(Reuters) - The United States will pursue plans to construct a cost-effective and proven missile defense shield as long as a threat exists from Iran, U.S. President Barack Obama said on Sunday, hours after a missile launch by North Korea.
Obama said the need to construct a shield site in Europe would however fall away if the Iranian threat was removed.
Following are some details about the missile shield and the international politics surrounding it.
* The Obama administration had been cooler on the shield, which includes building a radar base in the Czech Republic and placing interceptor rockets in neighboring Poland, than the previous leadership of George W. Bush. It said it would put the plan under review
* The intention to construct sites in central Europe has angered Moscow, which called it a threat to its security and threatened to take retaliatory measures.
Both Poland and the Czech Republic are former Soviet satellite states that have joined the European Union and NATO since the fall of their communist governments in 1989.

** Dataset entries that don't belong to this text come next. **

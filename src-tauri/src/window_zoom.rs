//! Page zoom as a level, where each step scales by 1.2.

pub(crate) const ZOOM_LEVEL_STEP: f64 = 0.5;
const ZOOM_SCALE_BASE: f64 = 1.2;
const MIN_ZOOM_FACTOR: f64 = 0.25;
const MAX_ZOOM_FACTOR: f64 = 5.0;

#[derive(Debug, Clone, Copy, PartialEq, Eq)]
pub(crate) enum ZoomChange {
    In,
    Out,
    Reset,
}

pub(crate) fn zoom_factor(level: f64) -> f64 {
    ZOOM_SCALE_BASE
        .powf(level)
        .clamp(MIN_ZOOM_FACTOR, MAX_ZOOM_FACTOR)
}

/// Next level, or the current one when the step would leave the factor range.
pub(crate) fn next_zoom_level(level: f64, change: ZoomChange) -> f64 {
    let next = match change {
        ZoomChange::In => level + ZOOM_LEVEL_STEP,
        ZoomChange::Out => level - ZOOM_LEVEL_STEP,
        ZoomChange::Reset => return 0.0,
    };
    let factor = ZOOM_SCALE_BASE.powf(next);
    if (MIN_ZOOM_FACTOR..=MAX_ZOOM_FACTOR).contains(&factor) {
        next
    } else {
        level
    }
}
use std::{fs, path::Path};

use serde_json::{Map, Value};

use crate::themes::{self, ThemeDefinition};

const THEME_FIELD: &str = "theme";

#[derive(Debug, thiserror::Error)]
pub(crate) enum SettingsError {
    #[error("failed to {action} {path}: {source}")]
    Io {
        action: &'static str,
        path: String,
        #[source]
        source: std::io::Error,
    },
    #[error("failed to serialize desktop settings: {0}")]
    Serialize(#[from] serde_json::Error),
}

pub(crate) fn read_cached_theme(settings_path: Option<&Path>) -> Option<&'static ThemeDefinition> {
    let raw = fs::read_to_string(settings_path?).ok()?;
    let parsed: Value = serde_json::from_str(&raw).ok()?;
    let theme_id = parsed.get(THEME_FIELD)?.as_str()?;
    let theme = themes::find_theme(theme_id);
    if theme.is_none() {
        log::warn!("unknown theme '{theme_id}' in desktop settings; using default");
    }
    theme
}

/// Stores the theme id, keeping any other keys already in the file.
pub(crate) fn write_cached_theme(
    theme: &ThemeDefinition,
    settings_path: Option<&Path>,
) -> Result<(), SettingsError> {
    let Some(settings_path) = settings_path else {
        log::info!("desktop settings path is unavailable; skipping theme persistence");
        return Ok(());
    };

    if let Some(parent_dir) = settings_path.parent() {
        fs::create_dir_all(parent_dir).map_err(|source| SettingsError::Io {
            action: "create directory",
            path: parent_dir.display().to_string(),
            source,
        })?;
    }

    let mut object = match fs::read_to_string(settings_path) {
        Ok(raw) => match serde_json::from_str::<Value>(&raw) {
            Ok(Value::Object(map)) => map,
            Ok(_) => {
                log::warn!(
                    "desktop settings {} has non-object root; resetting file",
                    settings_path.display()
                );
                Map::new()
            }
            Err(error) => {
                log::warn!(
                    "failed to parse desktop settings {}: {error}. resetting file",
                    settings_path.display()
                );
                Map::new()
            }
        },
        Err(error) if error.kind() == std::io::ErrorKind::NotFound => Map::new(),
        Err(source) => {
            return Err(SettingsError::Io {
                action: "read",
                path: settings_path.display().to_string(),
                source,
            });
        }
    };

    object.insert(THEME_FIELD.to_string(), Value::String(theme.id.to_string()));

    let serialized = serde_json::to_string_pretty(&Value::Object(object))?;
    fs::write(settings_path, serialized).map_err(|source| SettingsError::Io {
        action: "write",
        path: settings_path.display().to_string(),
        source,
    })?;

    Ok(())
}

#[cfg(test)]
mod tests {
    use super::*;

    fn theme(id: &str) -> &'static ThemeDefinition {
        themes::find_theme(id).expect("known theme")
    }

    #[test]
    fn missing_settings_file_has_no_cached_theme() {
        let dir = tempfile::tempdir().expect("tempdir");
        assert_eq!(read_cached_theme(Some(dir.path().join("settings.json").as_path())), None);
        assert_eq!(read_cached_theme(None), None);
    }

    #[test]
    fn written_theme_is_read_back() {
        let dir = tempfile::tempdir().expect("tempdir");
        let path = dir.path().join("nested").join("desktop-settings.json");

        write_cached_theme(theme("ocean"), Some(path.as_path())).expect("write settings");

        assert_eq!(read_cached_theme(Some(path.as_path())).map(|theme| theme.id), Some("ocean"));
    }

    #[test]
    fn write_preserves_unrelated_keys() {
        let dir = tempfile::tempdir().expect("tempdir");
        let path = dir.path().join("desktop-settings.json");
        fs::write(&path, r#"{ "theme": "midnight", "zoom": 1.25 }"#).expect("seed");

        write_cached_theme(theme("daylight"), Some(path.as_path())).expect("write settings");

        let stored: Value =
            serde_json::from_str(&fs::read_to_string(&path).expect("read")).expect("json");
        assert_eq!(stored["theme"], "daylight");
        assert_eq!(stored["zoom"], 1.25);
    }

    #[test]
    fn corrupt_settings_are_reset_on_write() {
        let dir = tempfile::tempdir().expect("tempdir");
        let path = dir.path().join("desktop-settings.json");
        fs::write(&path, "[\"not\", \"an object\"]").expect("seed");

        write_cached_theme(theme("graphite"), Some(path.as_path())).expect("write settings");

        assert_eq!(
            read_cached_theme(Some(path.as_path())).map(|theme| theme.id),
            Some("graphite")
        );
    }

    #[test]
    fn unknown_cached_theme_is_ignored() {
        let dir = tempfile::tempdir().expect("tempdir");
        let path = dir.path().join("desktop-settings.json");
        fs::write(&path, r#"{ "theme": "solarized" }"#).expect("seed");

        assert_eq!(read_cached_theme(Some(path.as_path())), None);
    }

    #[test]
    fn missing_path_skips_persistence() {
        assert!(write_cached_theme(theme("ocean"), None).is_ok());
    }

    #[test]
    fn unwritable_location_reports_error() {
        let dir = tempfile::tempdir().expect("tempdir");
        let blocker = dir.path().join("blocker");
        fs::write(&blocker, "").expect("seed");

        let result = write_cached_theme(theme("ocean"), Some(blocker.join("settings.json").as_path()));

        assert!(matches!(result, Err(SettingsError::Io { .. })));
    }
}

* The plan also hit a major bump in the Czech lower house, where the government has a minority and the leftist opposition is against the shield.
* Lieutenant General Henry Obering, head of the Pentagon’s Missile Defense Agency (MDA), has said U.S. intelligence suggests that by 2015, Iran could follow North Korea’s example and develop a long-range missile capable of striking the United States.

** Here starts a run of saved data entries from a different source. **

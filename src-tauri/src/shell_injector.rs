//! Presentation layer applied on top of whatever page the main window shows.
//!
//! Every page load discards what was injected before, so the window runs
//! [`ShellInjector::apply_shell`] after each finished load. Style elements are
//! tracked by id; they are removed before each pass and forgotten (not
//! removed) when a navigation starts.

use std::{
    fmt::Write as _,
    fs,
    path::Path,
    sync::{
        atomic::{AtomicU64, Ordering},
        Mutex, MutexGuard, PoisonError,
    },
};

use tauri::{Runtime, Webview, WebviewWindow};

use crate::{
    shell_scripts, sound_cues, themes::ThemeDefinition, DRAG_REGION_HEIGHT_PX,
};

const STYLE_ID_PREFIX: &str = "openclaw-shell-style-";

pub(crate) trait ScriptTarget {
    fn run_script(&self, script: &str) -> Result<(), String>;
}

impl<R: Runtime> ScriptTarget for Webview<R> {
    fn run_script(&self, script: &str) -> Result<(), String> {
        self.eval(script).map_err(|error| error.to_string())
    }
}

impl<R: Runtime> ScriptTarget for WebviewWindow<R> {
    fn run_script(&self, script: &str) -> Result<(), String> {
        self.eval(script).map_err(|error| error.to_string())
    }
}

#[derive(Debug, Clone, PartialEq, Eq)]
pub(crate) struct StyleHandle(String);

impl StyleHandle {
    pub(crate) fn id(&self) -> &str {
        &self.0
    }
}

#[derive(Debug, Default)]
pub(crate) struct InjectedAssetSet {
    styles: Vec<StyleHandle>,
}

impl InjectedAssetSet {
    fn track(&mut self, handle: StyleHandle) {
        self.styles.push(handle);
    }

    fn drain(&mut self) -> Vec<StyleHandle> {
        std::mem::take(&mut self.styles)
    }

    fn ids(&self) -> Vec<String> {
        self.styles.iter().map(|handle| handle.id().to_string()).collect()
    }

    fn release(&mut self, ids: &[String]) {
        self.styles.retain(|handle| !ids.iter().any(|id| id == handle.id()));
    }

    fn len(&self) -> usize {
        self.styles.len()
    }
}

#[derive(Debug, Clone, Copy, PartialEq, Eq)]
pub(crate) enum ShellStep {
    ClearStyles,
    ThemeStyles,
    CustomStyles,
    DragRegion,
    SoundCues,
    Fullscreen,
}

#[derive(Debug, Default)]
pub(crate) struct ShellReport {
    pub(crate) failed: Vec<ShellStep>,
}

impl ShellReport {
    pub(crate) fn is_clean(&self) -> bool {
        self.failed.is_empty()
    }
}

pub(crate) struct ShellAppearance<'a> {
    pub(crate) theme: &'a ThemeDefinition,
    pub(crate) custom_css_path: Option<&'a Path>,
    pub(crate) fullscreen: bool,
}

#[derive(Default)]
pub(crate) struct ShellInjector {
    assets: Mutex<InjectedAssetSet>,
    next_style_id: AtomicU64,
    classifier: sound_cues::NodeClassifier,
}

impl ShellInjector {
    fn assets(&self) -> MutexGuard<'_, InjectedAssetSet> {
        self.assets.lock().unwrap_or_else(PoisonError::into_inner)
    }

    fn next_style_handle(&self) -> StyleHandle {
        let id = self.next_style_id.fetch_add(1, Ordering::Relaxed) + 1;
        StyleHandle(format!("{STYLE_ID_PREFIX}{id}"))
    }

    pub(crate) fn tracked_style_count(&self) -> usize {
        self.assets().len()
    }

    /// Handles die with the page; a new navigation only needs the set emptied.
    pub(crate) fn forget_page_assets(&self) {
        let forgotten = self.assets().drain();
        if !forgotten.is_empty() {
            log::debug!("forgot {} injected style handle(s) after navigation", forgotten.len());
        }
    }

    pub(crate) fn apply_shell(
        &self,
        target: &dyn ScriptTarget,
        appearance: &ShellAppearance<'_>,
    ) -> ShellReport {
        let mut report = ShellReport::default();
        let mut run = |step: ShellStep, result: Result<(), String>| {
            if let Err(error) = result {
                log::warn!("shell step {step:?} failed: {error}");
                report.failed.push(step);
            }
        };

        let cleared = self.clear_styles(target);
        let styles_cleared = cleared.is_ok();
        run(ShellStep::ClearStyles, cleared);
        if styles_cleared {
            run(
                ShellStep::ThemeStyles,
                self.inject_tracked_style(target, &build_shell_stylesheet(appearance.theme)),
            );
            if let Some(css) = appearance.custom_css_path.and_then(read_custom_css) {
                run(ShellStep::CustomStyles, self.inject_tracked_style(target, &css));
            }
        } else {
            log::warn!("previous shell styles are still on the page; skipping style injection");
        }
        run(
            ShellStep::DragRegion,
            target.run_script(&shell_scripts::drag_region_script()),
        );
        run(
            ShellStep::SoundCues,
            target.run_script(&sound_cues::sound_cues_script(&self.classifier)),
        );
        run(
            ShellStep::Fullscreen,
            target.run_script(&shell_scripts::fullscreen_script(appearance.fullscreen)),
        );

        report
    }

    /// Handles stay tracked until the page confirms their removal.
    fn clear_styles(&self, target: &dyn ScriptTarget) -> Result<(), String> {
        let ids = self.assets().ids();
        if ids.is_empty() {
            return Ok(());
        }
        target.run_script(&shell_scripts::remove_styles_script(&ids))?;
        self.assets().release(&ids);
        Ok(())
    }

    fn inject_tracked_style(&self, target: &dyn ScriptTarget, css: &str) -> Result<(), String> {
        let handle = self.next_style_handle();
        target.run_script(&shell_scripts::inject_style_script(handle.id(), css))?;
        self.assets().track(handle);
        Ok(())
    }
}

fn read_custom_css(path: &Path) -> Option<String> {
    match fs::read_to_string(path) {
        Ok(css) if !css.trim().is_empty() => Some(css),
        Ok(_) => None,
        Err(error) => {
            log::debug!("custom stylesheet {} unavailable: {error}", path.display());
            None
        }
    }
}

pub(crate) fn build_shell_stylesheet(theme: &ThemeDefinition) -> String {
    let mut css = String::from(":root {\n");
    for (token, value) in theme.palette.tokens() {
        let _ = writeln!(css, "  --openclaw-{token}: {value};");
    }
    let _ = writeln!(
        css,
        "  {}: {DRAG_REGION_HEIGHT_PX}px;",
        shell_scripts::TITLEBAR_INSET_VARIABLE
    );
    css.push_str("}\n");
    css.push_str(SHELL_LAYOUT_RULES);
    css
}

const SHELL_LAYOUT_RULES: &str = "\
html, body {
  max-width: 100%;
  overflow-x: hidden;
}
body {
  box-sizing: border-box;
  padding-top: var(--openclaw-titlebar-inset);
}
img, video, canvas, pre, table {
  max-width: 100%;
}
* {
  scrollbar-width: thin;
  scrollbar-color: var(--openclaw-scroll-thumb) var(--openclaw-scroll-track);
}
::-webkit-scrollbar {
  width: 10px;
  height: 10px;
}
::-webkit-scrollbar-track {
  background: var(--openclaw-scroll-track);
}
::-webkit-scrollbar-thumb {
  background: var(--openclaw-scroll-thumb);
  border: 2px solid transparent;
  border-radius: 8px;
  background-clip: padding-box;
}
";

* The United States brought an earlier anti-missile umbrella, based in Alaska and California, on line in 2004 to protect against the perceived North Korean threat. The Czech and Polish sites were intended to augment that system.
* The United States say the shield’s missiles are defensive only -- carrying no warheads -- and would in themselves be no match for Russia’s nuclear arsenal.
* The system would use “hit-to-kill” technology in which an array of sensors and radar would detect an enemy missile in flight and guide a ground-based interceptor to destroy it.
* Without using explosives, the interceptor would ram an incoming warhead at a closing speed of 15,000 miles per hour in a process likened to hitting a bullet with another bullet in space.
* The MDA says tests show the technology is sound. But critics say the evidence is misleading, that many tests were made in controlled circumstances not resembling real attacks, and that more results are needed to prove the system works.
* The radar installation planned for the Czech Republic would aim its coverage toward the Middle East to detect a missile in flight and guide interceptor missiles into the trajectory of the approaching warhead.
* Washington plans to place 10 interceptor missiles with a range of up to 1,800 miles in Poland. The missiles would be housed in underground silos in an area about the size of a football field.
* Construction on both sites was earlier expected to begin in 2009, but there is no clear way ahead at the moment.